Yes, fleas die in the washing machine. The combination of water, detergent, heat, and mechanical tumbling is lethal to fleas at most life stages. A standard hot wash cycle kills adult fleas, larvae, and most eggs. Following up with a hot dryer cycle catches virtually everything the wash might miss.
Why the Washing Machine Works
Fleas have a waxy coating on their exoskeletons that repels water and helps them survive on wet animals or in damp environments. In plain water without soap, adult fleas can resist drowning for up to 24 hours thanks to this coating. That’s where laundry detergent changes the equation.
Detergent acts as a surfactant, breaking down the surface tension of water. This strips away the flea’s waxy protective layer and allows water to penetrate their bodies. Once that barrier is gone, fleas drown quickly. The agitation of a wash cycle compounds the effect, physically dislodging fleas, eggs, and larvae from fabric fibers and keeping them submerged in soapy water they can’t escape.

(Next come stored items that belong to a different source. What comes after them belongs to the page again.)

use crate::config::ConfigError;
use crate::device::SessionType;
use crate::render::RenderError;
use crate::scene::SceneError;
use thiserror::Error;

#[derive(Debug, Error)]
pub enum XrError {
    #[error("could not find a display for a {0:?} session")]
    NoCompatibleDisplay(SessionType),
    #[error("error requesting session: {0}")]
    SessionRequest(String),
    #[error("can not start presenting without a session")]
    NoSession,
    #[error("session has ended")]
    SessionEnded,
    #[error("session has no base layer")]
    NoBaseLayer,
    #[error("error finding anchor: {0}")]
    Anchor(String),
    #[error(transparent)]
    Config(#[from] ConfigError),
    #[error(transparent)]
    Render(#[from] RenderError),
    #[error(transparent)]
    Scene(#[from] SceneError),
}

pub type XrResult<T> = Result<T, XrError>;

Hot water adds another kill mechanism. Fleas at every life stage die at temperature extremes, and a hot wash cycle (around 130°F or 54°C) is well above what they can tolerate. Even warm water combined with detergent is enough to kill adult fleas and larvae. You don’t necessarily need to run the hottest setting, but hotter water increases your margin of safety, especially against eggs.
The Pupal Stage Is the Hardest to Kill
Fleas go through four life stages: egg, larva, pupa, and adult. Of these, the pupal stage is the most resistant. Flea pupae spin sticky silk cocoons that collect debris from their surroundings, creating a physical shield against chemicals, temperature swings, and drying out. This cocoon is the reason many insecticides struggle to reach developing fleas in carpets, where effectiveness against immature fleas may not exceed 50%.
The good news is that a washing machine is a far more hostile environment than a carpet. Pupae still die at temperatures above 95°F (35°C), and a full wash cycle subjects them to prolonged heat, detergent, and physical force simultaneously. While a pupal cocoon might protect against a quick spray of insecticide, it offers much less defense against 30 to 60 minutes of hot, soapy water and constant tumbling. Any cocoons that somehow survive the wash are unlikely to survive the dryer.
Use the Dryer as a Second Line of Defense
Running your laundry through a hot dryer cycle after washing is the most reliable way to ensure no flea at any life stage survives. Set the dryer to its highest heat setting (typically around 120°F or 49°C) and run it for at least 30 minutes. The sustained dry heat kills eggs and pupae that might have clung to fabric through the wash. Items that can’t be washed, like decorative pillows or stuffed animals, can go straight into the dryer on high heat for the same duration.
What to Wash During an Infestation
The CDC recommends washing bedding, rugs, and pet bedding as part of flea control, along with thorough vacuuming of floors, carpeted areas, and edges along walls. In practice, you should wash anything a pet has been sleeping on or near. That includes your own sheets and blankets if your pet shares the bed, throw blankets on couches, pet bed covers, and any removable fabric covers on furniture.
A few practical tips for getting the most out of laundry-based flea control:
- Wash in hot water with regular detergent. You don’t need special flea products. Standard laundry detergent destroys their protective coating effectively.
- Don’t overload the machine. Cramming too many items in reduces water circulation and agitation, which are part of what makes the wash lethal.
- Wash frequently during active infestations. Flea eggs can hatch in as little as two days in warm conditions, so washing pet bedding every few days breaks the cycle.
- Bleach adds limited value. Household bleach can kill up to 85% of exposed adult fleas within 30 seconds of direct contact, but it struggles to penetrate deeper clusters of eggs. Regular detergent in hot water is already doing the heavy lifting, and bleach can damage fabrics and isn’t safe for colored items.
Laundry Alone Won’t End an Infestation
Washing kills the fleas on whatever you put in the machine, but it can’t reach fleas living in your carpet, between floorboards, or on your pet. In a typical home infestation, only about 5% of fleas are adults on your pet. The other 95% are eggs, larvae, and pupae scattered throughout your home, concentrated wherever your pet spends the most time.
Effective flea control combines laundering with vacuuming (which physically removes eggs and stimulates pupae to hatch, making them vulnerable) and treating your pet with a veterinary flea product. Vacuuming is especially important because it reaches the eggs and larvae embedded in carpets and cracks that no amount of laundry can touch. The washing machine is one powerful tool in the process, not the whole solution.